--- Input records Enclosed Below ---
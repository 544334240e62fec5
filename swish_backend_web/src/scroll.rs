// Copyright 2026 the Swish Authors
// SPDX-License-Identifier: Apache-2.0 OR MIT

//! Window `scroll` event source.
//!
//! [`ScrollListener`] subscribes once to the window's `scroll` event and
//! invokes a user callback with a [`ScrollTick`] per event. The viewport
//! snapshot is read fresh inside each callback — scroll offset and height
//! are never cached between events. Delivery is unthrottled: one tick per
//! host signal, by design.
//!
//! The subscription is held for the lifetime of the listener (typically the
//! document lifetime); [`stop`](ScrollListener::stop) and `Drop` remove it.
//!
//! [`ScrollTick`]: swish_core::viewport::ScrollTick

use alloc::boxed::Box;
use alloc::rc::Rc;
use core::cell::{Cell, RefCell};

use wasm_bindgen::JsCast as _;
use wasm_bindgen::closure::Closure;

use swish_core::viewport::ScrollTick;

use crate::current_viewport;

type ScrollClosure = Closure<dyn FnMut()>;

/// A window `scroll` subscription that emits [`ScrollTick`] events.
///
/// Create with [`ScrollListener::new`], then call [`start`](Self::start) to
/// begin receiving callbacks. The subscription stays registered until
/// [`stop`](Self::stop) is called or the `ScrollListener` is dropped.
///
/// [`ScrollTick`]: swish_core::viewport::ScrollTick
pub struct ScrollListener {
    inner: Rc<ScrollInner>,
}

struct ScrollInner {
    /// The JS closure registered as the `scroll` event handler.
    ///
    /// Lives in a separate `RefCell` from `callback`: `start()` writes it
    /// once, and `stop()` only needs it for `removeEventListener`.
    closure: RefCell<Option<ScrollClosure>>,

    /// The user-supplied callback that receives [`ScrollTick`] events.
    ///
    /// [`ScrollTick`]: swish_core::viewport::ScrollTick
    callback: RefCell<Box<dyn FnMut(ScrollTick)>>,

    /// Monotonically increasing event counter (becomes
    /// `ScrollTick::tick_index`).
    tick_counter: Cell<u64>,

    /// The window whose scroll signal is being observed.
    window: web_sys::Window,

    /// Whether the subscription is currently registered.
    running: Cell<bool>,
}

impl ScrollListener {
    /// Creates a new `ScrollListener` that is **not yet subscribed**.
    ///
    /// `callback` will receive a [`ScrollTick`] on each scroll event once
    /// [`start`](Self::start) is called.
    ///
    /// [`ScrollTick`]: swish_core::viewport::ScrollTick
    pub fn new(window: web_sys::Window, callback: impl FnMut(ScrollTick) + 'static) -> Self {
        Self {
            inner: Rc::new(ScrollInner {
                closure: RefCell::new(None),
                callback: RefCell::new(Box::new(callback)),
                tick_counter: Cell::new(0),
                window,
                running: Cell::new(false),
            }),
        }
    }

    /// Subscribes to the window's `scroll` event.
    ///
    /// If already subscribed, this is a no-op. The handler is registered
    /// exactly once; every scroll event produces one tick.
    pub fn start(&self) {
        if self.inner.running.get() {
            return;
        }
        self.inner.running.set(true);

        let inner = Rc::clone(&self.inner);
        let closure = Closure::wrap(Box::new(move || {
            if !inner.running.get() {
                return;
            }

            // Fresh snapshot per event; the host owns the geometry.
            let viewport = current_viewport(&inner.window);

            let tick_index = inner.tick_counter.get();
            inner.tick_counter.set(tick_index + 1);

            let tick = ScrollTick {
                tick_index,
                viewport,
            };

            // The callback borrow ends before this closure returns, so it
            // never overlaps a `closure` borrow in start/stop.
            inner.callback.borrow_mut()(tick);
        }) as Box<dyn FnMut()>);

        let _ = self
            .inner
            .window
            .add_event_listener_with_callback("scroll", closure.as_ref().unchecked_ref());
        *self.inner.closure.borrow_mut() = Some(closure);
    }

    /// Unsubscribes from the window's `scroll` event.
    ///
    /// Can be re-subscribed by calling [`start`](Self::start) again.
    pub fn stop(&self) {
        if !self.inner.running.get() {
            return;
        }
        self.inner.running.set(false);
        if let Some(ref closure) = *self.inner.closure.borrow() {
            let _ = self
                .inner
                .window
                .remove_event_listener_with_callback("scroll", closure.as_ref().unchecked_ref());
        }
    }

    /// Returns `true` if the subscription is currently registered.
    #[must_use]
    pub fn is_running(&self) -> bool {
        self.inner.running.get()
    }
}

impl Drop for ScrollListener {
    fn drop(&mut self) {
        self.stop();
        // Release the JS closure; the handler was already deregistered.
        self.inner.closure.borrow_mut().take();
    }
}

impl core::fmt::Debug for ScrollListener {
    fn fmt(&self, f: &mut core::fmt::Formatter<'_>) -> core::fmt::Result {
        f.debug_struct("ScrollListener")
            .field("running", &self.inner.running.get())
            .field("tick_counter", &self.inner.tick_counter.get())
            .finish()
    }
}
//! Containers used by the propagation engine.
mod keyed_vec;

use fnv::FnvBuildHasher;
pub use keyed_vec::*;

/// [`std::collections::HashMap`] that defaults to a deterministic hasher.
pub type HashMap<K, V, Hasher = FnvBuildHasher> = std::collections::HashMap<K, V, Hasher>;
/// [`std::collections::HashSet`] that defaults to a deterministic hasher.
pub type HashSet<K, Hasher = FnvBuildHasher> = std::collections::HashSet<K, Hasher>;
--- End of Enclosed Input records ---
--- Input records Enclosed Below ---
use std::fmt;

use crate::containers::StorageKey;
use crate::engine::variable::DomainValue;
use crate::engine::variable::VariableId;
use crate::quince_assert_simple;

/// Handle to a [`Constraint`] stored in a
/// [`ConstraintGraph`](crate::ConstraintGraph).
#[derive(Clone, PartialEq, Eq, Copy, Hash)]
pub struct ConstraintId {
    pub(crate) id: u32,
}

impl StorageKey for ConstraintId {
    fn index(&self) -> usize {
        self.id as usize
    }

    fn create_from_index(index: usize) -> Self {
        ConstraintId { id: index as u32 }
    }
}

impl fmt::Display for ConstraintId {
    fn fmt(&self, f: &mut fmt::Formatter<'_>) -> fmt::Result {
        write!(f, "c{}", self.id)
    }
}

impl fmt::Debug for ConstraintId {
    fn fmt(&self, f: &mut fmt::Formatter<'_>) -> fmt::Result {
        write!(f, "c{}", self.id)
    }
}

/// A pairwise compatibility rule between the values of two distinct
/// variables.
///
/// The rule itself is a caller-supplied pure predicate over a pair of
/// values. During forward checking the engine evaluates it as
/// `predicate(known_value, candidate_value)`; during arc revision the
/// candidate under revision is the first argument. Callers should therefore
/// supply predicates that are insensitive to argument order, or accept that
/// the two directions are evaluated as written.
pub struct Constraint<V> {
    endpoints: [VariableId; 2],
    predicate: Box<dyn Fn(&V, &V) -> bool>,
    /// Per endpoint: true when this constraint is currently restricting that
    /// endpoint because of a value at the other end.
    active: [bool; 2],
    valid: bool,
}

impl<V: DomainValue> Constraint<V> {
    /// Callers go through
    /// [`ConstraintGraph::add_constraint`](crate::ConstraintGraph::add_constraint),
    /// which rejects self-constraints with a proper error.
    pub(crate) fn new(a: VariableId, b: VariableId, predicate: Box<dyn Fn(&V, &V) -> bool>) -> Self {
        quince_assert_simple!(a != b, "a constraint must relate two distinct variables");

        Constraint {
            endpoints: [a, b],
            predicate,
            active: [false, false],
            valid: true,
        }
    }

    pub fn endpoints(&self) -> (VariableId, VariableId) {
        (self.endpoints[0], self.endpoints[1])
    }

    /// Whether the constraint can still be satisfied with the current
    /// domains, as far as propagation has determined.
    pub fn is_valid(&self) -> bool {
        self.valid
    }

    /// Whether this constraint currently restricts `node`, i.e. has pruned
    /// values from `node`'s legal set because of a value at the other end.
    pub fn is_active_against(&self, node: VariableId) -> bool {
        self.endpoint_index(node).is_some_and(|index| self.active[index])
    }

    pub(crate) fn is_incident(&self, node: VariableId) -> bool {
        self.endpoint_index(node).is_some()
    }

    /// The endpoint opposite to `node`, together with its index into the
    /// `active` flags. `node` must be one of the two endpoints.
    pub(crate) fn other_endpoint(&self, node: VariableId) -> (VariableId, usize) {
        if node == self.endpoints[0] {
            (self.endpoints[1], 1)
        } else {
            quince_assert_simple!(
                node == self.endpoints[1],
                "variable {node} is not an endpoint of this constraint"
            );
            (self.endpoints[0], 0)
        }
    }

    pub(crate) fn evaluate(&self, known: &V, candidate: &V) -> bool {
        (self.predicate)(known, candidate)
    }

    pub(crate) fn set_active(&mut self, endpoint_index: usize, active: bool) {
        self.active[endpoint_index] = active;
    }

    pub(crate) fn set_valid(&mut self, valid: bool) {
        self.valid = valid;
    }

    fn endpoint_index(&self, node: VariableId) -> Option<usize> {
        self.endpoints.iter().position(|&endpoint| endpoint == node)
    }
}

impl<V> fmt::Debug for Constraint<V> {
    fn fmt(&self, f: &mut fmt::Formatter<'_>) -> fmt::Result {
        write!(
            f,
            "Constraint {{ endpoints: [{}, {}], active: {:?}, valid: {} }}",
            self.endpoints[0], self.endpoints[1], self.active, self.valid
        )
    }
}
--- End of Enclosed Input records ---
--- Input records Enclosed Below ---
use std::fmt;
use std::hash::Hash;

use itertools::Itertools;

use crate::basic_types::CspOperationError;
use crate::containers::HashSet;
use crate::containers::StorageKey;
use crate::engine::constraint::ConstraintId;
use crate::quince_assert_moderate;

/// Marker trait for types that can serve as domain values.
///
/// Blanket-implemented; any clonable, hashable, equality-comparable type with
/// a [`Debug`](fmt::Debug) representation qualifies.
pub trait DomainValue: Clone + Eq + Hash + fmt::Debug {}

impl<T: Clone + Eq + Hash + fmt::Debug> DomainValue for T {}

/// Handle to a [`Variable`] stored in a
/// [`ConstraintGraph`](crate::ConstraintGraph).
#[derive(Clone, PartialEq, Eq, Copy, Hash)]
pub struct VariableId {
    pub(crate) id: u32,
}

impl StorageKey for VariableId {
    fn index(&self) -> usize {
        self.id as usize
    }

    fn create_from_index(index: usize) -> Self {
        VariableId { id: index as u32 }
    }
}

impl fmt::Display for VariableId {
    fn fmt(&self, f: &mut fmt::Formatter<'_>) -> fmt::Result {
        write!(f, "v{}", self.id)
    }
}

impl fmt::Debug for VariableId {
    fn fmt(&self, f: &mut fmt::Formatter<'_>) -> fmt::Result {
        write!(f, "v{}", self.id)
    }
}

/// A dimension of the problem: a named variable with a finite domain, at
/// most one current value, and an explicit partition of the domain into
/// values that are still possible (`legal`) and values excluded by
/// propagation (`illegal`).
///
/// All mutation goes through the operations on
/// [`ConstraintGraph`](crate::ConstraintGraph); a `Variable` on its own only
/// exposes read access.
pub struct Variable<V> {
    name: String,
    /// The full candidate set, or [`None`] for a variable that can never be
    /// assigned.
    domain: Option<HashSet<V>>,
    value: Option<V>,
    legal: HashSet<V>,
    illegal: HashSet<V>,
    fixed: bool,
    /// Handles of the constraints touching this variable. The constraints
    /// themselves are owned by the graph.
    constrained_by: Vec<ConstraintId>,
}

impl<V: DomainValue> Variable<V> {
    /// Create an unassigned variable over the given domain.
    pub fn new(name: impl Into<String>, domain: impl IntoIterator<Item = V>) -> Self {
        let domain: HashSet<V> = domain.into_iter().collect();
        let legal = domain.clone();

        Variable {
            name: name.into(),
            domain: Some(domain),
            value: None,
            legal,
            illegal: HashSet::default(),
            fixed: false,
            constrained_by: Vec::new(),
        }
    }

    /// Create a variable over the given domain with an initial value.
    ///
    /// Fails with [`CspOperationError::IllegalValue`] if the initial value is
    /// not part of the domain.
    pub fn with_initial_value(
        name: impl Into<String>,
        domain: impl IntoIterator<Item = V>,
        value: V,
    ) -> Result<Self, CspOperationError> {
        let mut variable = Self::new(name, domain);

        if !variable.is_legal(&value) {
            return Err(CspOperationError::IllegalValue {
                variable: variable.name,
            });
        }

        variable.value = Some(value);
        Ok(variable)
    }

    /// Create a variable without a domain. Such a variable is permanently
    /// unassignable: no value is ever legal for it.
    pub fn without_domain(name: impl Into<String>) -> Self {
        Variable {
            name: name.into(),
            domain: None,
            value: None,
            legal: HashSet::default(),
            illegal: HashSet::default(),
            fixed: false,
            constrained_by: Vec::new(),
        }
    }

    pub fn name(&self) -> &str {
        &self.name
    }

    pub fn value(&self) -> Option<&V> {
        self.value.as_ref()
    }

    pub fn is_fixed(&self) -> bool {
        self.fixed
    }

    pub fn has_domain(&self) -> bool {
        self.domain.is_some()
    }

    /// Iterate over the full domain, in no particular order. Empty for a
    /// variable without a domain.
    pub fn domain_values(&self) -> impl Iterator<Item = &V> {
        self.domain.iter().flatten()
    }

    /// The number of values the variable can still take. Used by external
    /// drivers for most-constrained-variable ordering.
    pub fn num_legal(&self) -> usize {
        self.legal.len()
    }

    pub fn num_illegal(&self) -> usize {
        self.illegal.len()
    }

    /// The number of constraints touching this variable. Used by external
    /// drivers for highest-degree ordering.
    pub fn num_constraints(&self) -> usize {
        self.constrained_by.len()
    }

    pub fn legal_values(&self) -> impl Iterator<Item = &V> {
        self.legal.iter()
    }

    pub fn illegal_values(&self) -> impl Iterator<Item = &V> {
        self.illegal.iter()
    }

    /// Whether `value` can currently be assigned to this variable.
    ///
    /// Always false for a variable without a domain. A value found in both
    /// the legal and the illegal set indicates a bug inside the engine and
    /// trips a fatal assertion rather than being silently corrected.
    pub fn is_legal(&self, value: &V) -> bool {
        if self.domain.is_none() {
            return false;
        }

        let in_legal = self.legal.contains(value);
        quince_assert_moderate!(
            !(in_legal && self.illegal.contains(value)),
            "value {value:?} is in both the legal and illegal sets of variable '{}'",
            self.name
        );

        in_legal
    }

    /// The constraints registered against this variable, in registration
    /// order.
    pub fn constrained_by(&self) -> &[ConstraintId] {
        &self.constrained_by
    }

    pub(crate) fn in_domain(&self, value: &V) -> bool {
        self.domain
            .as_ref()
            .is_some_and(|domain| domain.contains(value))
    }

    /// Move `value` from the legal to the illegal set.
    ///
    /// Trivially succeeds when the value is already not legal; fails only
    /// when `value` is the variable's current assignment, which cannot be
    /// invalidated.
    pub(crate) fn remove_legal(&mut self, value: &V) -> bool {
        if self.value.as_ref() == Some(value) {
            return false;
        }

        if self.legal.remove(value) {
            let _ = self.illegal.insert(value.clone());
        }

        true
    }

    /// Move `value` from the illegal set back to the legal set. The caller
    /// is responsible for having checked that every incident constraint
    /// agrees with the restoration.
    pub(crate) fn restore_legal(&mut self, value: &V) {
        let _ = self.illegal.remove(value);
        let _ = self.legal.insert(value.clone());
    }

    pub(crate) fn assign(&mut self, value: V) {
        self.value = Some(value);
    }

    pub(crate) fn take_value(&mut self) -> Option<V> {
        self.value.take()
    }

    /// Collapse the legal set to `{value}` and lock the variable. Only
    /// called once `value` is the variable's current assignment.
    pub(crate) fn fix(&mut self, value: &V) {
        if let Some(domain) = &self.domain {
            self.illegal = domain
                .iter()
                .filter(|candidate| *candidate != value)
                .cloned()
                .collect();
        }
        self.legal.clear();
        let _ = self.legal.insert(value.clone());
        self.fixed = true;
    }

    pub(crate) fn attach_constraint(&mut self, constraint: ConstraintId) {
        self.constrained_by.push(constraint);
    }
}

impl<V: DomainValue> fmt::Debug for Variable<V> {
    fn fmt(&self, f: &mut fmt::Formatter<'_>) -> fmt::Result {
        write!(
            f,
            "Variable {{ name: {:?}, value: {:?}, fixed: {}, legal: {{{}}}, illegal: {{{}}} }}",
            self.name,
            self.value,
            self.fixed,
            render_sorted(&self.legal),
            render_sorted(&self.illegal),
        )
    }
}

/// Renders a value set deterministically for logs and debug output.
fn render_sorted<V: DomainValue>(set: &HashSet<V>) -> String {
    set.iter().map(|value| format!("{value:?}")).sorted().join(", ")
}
--- End of Enclosed Input records ---
» **What the task requires**:
Check each line of the data above, and please copy the ones in which the string "Item" occurs.

» **Solution to this exercise**:
    pub fn new(name: impl Into<String>, domain: impl IntoIterator<Item = V>) -> Self {
        domain: impl IntoIterator<Item = V>,
    pub fn domain_values(&self) -> impl Iterator<Item = &V> {
    pub fn legal_values(&self) -> impl Iterator<Item = &V> {
    pub fn illegal_values(&self) -> impl Iterator<Item = &V> {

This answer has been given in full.